Stored data
>>>>
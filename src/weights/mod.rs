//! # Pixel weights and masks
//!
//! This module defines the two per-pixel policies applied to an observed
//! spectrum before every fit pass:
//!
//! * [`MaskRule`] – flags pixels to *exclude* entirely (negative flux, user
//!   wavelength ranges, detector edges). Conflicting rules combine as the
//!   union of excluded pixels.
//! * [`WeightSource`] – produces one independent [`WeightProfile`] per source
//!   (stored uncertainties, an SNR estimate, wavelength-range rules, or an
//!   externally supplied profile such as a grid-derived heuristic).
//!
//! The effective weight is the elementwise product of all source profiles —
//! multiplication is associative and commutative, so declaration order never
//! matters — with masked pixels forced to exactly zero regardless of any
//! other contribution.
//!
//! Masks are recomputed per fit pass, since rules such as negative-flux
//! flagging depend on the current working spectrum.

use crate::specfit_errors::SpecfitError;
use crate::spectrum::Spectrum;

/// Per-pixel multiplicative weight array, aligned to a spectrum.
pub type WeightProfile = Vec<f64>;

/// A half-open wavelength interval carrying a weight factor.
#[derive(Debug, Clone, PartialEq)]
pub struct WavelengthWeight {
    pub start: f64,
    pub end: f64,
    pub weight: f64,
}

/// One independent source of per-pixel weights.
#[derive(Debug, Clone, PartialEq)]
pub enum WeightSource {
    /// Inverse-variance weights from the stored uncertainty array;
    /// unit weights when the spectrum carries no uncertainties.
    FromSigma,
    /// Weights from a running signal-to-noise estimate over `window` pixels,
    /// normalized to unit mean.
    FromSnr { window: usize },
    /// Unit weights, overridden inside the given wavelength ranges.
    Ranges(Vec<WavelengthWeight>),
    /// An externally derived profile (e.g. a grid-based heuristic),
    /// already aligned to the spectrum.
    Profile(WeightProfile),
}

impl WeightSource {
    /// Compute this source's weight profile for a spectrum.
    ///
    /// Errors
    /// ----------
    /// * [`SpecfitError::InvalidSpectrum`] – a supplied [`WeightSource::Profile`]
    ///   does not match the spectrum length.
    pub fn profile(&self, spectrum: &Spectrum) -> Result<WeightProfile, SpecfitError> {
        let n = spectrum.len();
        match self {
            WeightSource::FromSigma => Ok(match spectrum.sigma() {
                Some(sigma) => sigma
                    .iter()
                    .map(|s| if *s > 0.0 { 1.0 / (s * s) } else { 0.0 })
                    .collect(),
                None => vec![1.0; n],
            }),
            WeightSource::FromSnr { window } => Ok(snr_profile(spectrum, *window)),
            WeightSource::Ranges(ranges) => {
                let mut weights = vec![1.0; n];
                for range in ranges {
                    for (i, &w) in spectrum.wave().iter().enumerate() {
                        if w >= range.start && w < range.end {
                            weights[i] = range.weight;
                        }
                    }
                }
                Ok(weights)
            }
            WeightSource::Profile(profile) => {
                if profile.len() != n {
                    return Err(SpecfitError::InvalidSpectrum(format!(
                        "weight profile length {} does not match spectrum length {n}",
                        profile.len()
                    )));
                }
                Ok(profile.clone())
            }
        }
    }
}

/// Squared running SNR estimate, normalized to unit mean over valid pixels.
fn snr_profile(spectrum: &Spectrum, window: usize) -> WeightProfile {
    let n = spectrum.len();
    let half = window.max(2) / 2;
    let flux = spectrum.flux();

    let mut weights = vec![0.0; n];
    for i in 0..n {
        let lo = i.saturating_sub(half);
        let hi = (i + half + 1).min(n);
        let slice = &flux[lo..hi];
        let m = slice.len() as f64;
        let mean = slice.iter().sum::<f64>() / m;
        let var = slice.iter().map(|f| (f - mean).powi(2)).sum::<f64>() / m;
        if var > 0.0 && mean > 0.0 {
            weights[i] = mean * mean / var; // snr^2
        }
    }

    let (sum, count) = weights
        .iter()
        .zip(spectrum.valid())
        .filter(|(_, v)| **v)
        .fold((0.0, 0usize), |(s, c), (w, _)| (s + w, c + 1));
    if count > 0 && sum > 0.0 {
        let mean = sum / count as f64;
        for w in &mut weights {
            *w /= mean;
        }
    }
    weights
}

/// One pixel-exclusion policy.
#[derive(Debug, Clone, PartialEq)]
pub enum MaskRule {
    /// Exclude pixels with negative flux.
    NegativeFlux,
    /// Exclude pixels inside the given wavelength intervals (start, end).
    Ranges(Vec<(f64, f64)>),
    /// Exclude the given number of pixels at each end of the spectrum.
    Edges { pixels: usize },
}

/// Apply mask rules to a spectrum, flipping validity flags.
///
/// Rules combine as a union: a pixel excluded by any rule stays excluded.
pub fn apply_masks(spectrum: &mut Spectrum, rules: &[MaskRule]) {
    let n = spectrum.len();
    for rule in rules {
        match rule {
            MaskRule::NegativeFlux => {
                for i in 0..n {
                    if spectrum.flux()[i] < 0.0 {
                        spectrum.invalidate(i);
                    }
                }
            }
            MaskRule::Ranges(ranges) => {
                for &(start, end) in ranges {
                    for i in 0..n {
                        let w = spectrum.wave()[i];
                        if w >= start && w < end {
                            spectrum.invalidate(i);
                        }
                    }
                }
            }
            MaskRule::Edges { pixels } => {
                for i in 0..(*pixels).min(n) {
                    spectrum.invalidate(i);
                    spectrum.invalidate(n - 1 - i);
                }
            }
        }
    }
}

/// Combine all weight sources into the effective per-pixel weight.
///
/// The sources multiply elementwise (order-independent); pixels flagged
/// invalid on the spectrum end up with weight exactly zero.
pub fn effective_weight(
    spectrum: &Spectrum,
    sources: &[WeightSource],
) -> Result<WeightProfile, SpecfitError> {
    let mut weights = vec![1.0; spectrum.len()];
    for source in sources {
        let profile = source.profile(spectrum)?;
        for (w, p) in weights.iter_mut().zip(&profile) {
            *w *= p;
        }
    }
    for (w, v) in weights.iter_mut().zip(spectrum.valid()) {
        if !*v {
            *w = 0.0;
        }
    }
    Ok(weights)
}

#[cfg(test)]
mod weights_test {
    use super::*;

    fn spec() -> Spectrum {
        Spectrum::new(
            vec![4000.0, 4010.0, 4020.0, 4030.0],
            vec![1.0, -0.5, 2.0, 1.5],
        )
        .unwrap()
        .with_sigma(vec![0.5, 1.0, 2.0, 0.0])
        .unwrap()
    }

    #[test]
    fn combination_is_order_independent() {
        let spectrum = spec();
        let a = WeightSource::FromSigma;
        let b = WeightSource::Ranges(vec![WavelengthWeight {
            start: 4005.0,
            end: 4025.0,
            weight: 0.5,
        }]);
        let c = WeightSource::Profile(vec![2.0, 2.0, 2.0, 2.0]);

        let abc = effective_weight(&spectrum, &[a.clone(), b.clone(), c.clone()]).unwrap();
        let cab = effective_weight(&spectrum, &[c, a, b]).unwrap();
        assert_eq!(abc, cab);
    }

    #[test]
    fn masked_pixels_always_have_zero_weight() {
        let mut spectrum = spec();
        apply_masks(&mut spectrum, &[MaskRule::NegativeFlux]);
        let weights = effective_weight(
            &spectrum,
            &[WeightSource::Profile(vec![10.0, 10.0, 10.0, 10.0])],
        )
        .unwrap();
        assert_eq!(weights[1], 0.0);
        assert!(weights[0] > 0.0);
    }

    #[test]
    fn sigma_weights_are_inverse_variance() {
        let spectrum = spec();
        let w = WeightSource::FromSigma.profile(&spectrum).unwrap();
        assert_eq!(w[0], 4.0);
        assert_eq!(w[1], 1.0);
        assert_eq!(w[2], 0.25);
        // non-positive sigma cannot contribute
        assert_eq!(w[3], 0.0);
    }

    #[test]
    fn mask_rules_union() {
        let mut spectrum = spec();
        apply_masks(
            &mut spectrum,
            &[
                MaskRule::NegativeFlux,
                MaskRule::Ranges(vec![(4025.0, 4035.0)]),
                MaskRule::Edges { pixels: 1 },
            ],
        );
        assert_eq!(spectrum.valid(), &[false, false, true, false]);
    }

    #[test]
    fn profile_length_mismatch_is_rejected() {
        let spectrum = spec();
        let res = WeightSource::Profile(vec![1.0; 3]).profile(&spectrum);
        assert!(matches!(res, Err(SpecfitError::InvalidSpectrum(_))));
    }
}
<<<<
• REQUIRED ACTION
Please copy, word for word, every line from the first line of the records through the line containing "(negative flux, user", with both of those lines included and nothing else.

• SOLUTION FOR THIS EXERCISE
filename src/weights/mod.rs
//! # Pixel weights and masks
//!
//! This module defines the two per-pixel policies applied to an observed
//! spectrum before every fit pass:
//!
//! * [`MaskRule`] – flags pixels to *exclude* entirely (negative flux, user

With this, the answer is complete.